Thursday, January 8, 2015

Jesus is in the building

This past week, there are many in the music world who observed the 80th birthday of Elvis Aaron Presley, the late king of Rock and Roll. I can remember when he used to do concerts. To control the crowds, they would announce, “Elvis is in the building”. No doubt, the announcement used to whip the multitude into a frenzy for the concert. And conversely, they would announce that, “Elvis has left the building.” This was done in an effort to dismiss the throngs and to keep control of the situation. Over the years there have been many famous announcers who have had catch phrases. You might not know the name of Michael Buffer, but you will certainly know the catchphrase he coined: “Let’s get ready to rumble!” if you are not familiar with this please click on this hyperlink, to learn about it:

The Gospel this week (Mark 1:4-11) has some similar connotations. There is an announcement that “The Son is in the building. Thank you. Thank you very much. And with him I am well pleased!” But have you considered the importance of who made the announcement?

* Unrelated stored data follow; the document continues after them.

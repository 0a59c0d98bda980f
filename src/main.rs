//! k3sync CLI - K3 Cloud warehouse inventory, synced and cached

use clap::Parser;

mod cli;
mod output;

use cli::{CacheCommands, Cli, Commands, GlobalOptions};
use k3sync::Result;

#[tokio::main]
async fn main() {
    let cli = Cli::parse();
    init_logging(cli.debug);

    if let Err(err) = run(cli).await {
        eprintln!("Error: {}", err);
        std::process::exit(1);
    }
}

/// `RUST_LOG` wins; otherwise warnings only, or everything with `--debug`
fn init_logging(debug: bool) {
    let default = if debug { "debug" } else { "warn" };
    env_logger::Builder::from_env(env_logger::Env::default().default_filter_or(default))
        .format_timestamp_secs()
        .init();
}

async fn run(cli: Cli) -> Result<()> {
    let opts = GlobalOptions::from_cli(&cli);

    match cli.command {
        Commands::Status => cli::status::run(&opts),
        Commands::Fetch { warehouse, limit } => {
            cli::fetch::run(&opts, warehouse.as_deref(), limit).await
        }
        Commands::Sync { watch, output } => cli::sync::run(&opts, watch, output.as_deref()).await,
        Commands::Snapshot { read } => cli::inventory::snapshot(&opts, read).await,
        Commands::Metrics { read } => cli::inventory::metrics(&opts, read).await,
        Commands::Hydrate { file, captured_at } => {
            cli::inventory::hydrate(&opts, &file, captured_at.as_deref()).await
        }
        Commands::Cache(cache_cmd) => match cache_cmd {
            CacheCommands::Status => cli::cache::status(&opts),
            CacheCommands::Clear => cli::cache::clear(&opts),
            CacheCommands::Path => cli::cache::path(&opts),
        },
    }
}
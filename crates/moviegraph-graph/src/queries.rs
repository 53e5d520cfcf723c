//! Read-back queries for checking what a write left in the graph.

use neo4rs::query;
use serde::{Deserialize, Serialize};

use moviegraph_core::NodeLabel;

use crate::client::{GraphClient, GraphError};

/// An edge pointing into a node.
#[derive(Debug, Clone, PartialEq, Eq, Serialize, Deserialize)]
pub struct IncomingEdge {
    pub rel_type: String,
    pub source_label: String,
}

impl GraphClient {
    /// Count all nodes with a given label.
    pub async fn count_nodes(&self, label: NodeLabel) -> Result<i64, GraphError> {
        match self.query_one(query(&count_nodes_cypher(label))).await? {
            Some(row) => Ok(row.get::<i64>("cnt").unwrap_or(0)),
            None => Ok(0),
        }
    }

    /// Count Country nodes with exactly this name.
    pub async fn count_countries_named(&self, name: &str) -> Result<i64, GraphError> {
        let q = query(
            "MATCH (c:Country {name: $name})
             RETURN count(c) AS cnt",
        )
        .param("name", name.to_string());

        match self.query_one(q).await? {
            Some(row) => Ok(row.get::<i64>("cnt").unwrap_or(0)),
            None => Ok(0),
        }
    }

    /// Count Person nodes with exactly this name.
    pub async fn count_people_named(&self, name: &str) -> Result<i64, GraphError> {
        let q = query(
            "MATCH (p:Person {name: $name})
             RETURN count(p) AS cnt",
        )
        .param("name", name.to_string());

        match self.query_one(q).await? {
            Some(row) => Ok(row.get::<i64>("cnt").unwrap_or(0)),
            None => Ok(0),
        }
    }

    /// List the edges pointing into a Movie node, ordered by relationship type.
    pub async fn incoming_relationships(
        &self,
        movie_id: i64,
    ) -> Result<Vec<IncomingEdge>, GraphError> {
        let q = query(
            "MATCH (src)-[r]->(m:Movie)
             WHERE id(m) = $movie_id
             RETURN type(r) AS rel_type, labels(src) AS labels
             ORDER BY rel_type",
        )
        .param("movie_id", movie_id);

        let rows = self.query_rows(q).await?;
        let mut edges = Vec::with_capacity(rows.len());
        for row in rows {
            let rel_type: String = row.get("rel_type").map_err(|e| {
                GraphError::Serialization(format!("Failed to read relationship type: {e}"))
            })?;
            let labels: Vec<String> = row.get("labels").unwrap_or_default();
            edges.push(IncomingEdge {
                rel_type,
                source_label: labels.first().cloned().unwrap_or_default(),
            });
        }
        Ok(edges)
    }

    /// Read the `release_year` property of a Movie node as stored.
    pub async fn movie_release_year(&self, movie_id: i64) -> Result<Option<i64>, GraphError> {
        let q = query(
            "MATCH (m:Movie)
             WHERE id(m) = $movie_id
             RETURN m.release_year AS year",
        )
        .param("movie_id", movie_id);

        match self.query_one(q).await? {
            Some(row) => row.get::<Option<i64>>("year").map_err(|e| {
                GraphError::Serialization(format!("release_year is not an integer: {e}"))
            }),
            None => Ok(None),
        }
    }
}

fn count_nodes_cypher(label: NodeLabel) -> String {
    let label = label.as_cypher();
    format!("MATCH (n:{label}) RETURN count(n) AS cnt")
}

#[cfg(test)]
mod tests {
    use super::*;

    #[test]
    fn test_count_nodes_cypher_uses_fixed_label() {
        assert_eq!(
            count_nodes_cypher(NodeLabel::Movie),
            "MATCH (n:Movie) RETURN count(n) AS cnt"
        );
        assert_eq!(
            count_nodes_cypher(NodeLabel::Country),
            "MATCH (n:Country) RETURN count(n) AS cnt"
        );
    }
}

I hope that you understand that the voice that declares Jesus’ presence notes for us that there is a God. A Father. The voice tells us that there is a mission that needs to be accomplished – to reach human souls and draw them home - and that is why the Son has been sent. And because there is a God and God has a mission, God has a church.

The experience of hearing the voice brought about different reactions from different people. But just in case it was missed, this was not a small, quiet voice. It was not an indoor voice in a frilly, lacy moment. It was a booming, shake you out of your socks roar that announced that Jesus was here among us and that God’s favour and grace rested upon him. But why all the fanfare and gusto about this one baptism when so many are being baptized?

Something important that sustained Jesus in his ministry happen in that moment – he saw the heavens open and the Spirit descending to him as he comes up out of the water.  He gained insight into his relationship with his Father. His Father is watching him and is please and celebrating everything that Jesus was doing and blessing with everything that he had to offer him. What was it that Jesus doing? He was following His Father’s will. The Father was rejoicing over the fact that the Son was doing what was asked of him.

And this brings us to the bath time - John baptised Jesus in the River Jordan. The purpose of Mark – and therefore of Peter and Jesus – in sharing this story is for those who follow in this way so that they can capture a vision of what is means to be in Christ, in his death and his resurrection. It is the start of the change from what the world is to what the world is becoming in God’s grace and timing. It is also good news to those who believe because they are told that nothing can overcome God and his kingdom: not by the powers and evil nor by worldly oppressors and systemic persecutions.  That is good news for a community that needs reassurance that things are going to work out, in spite of what might be the current circumstance.

This also means that we are free, not only to proclaim, but also to be handed over to suffering and death. Without being handled over to suffering, pain, disease and death there is no resurrection and new life. Therefore we must be prepared and ready for whatever it is that God calls us to and to follow wherever he is going and doing whatever it is that he is doing. After all, there is a God. And God has a mission. And because God has a mission God has the Church. What do you bring to the mission that you can offer? Jesus is in the building, what will you do next?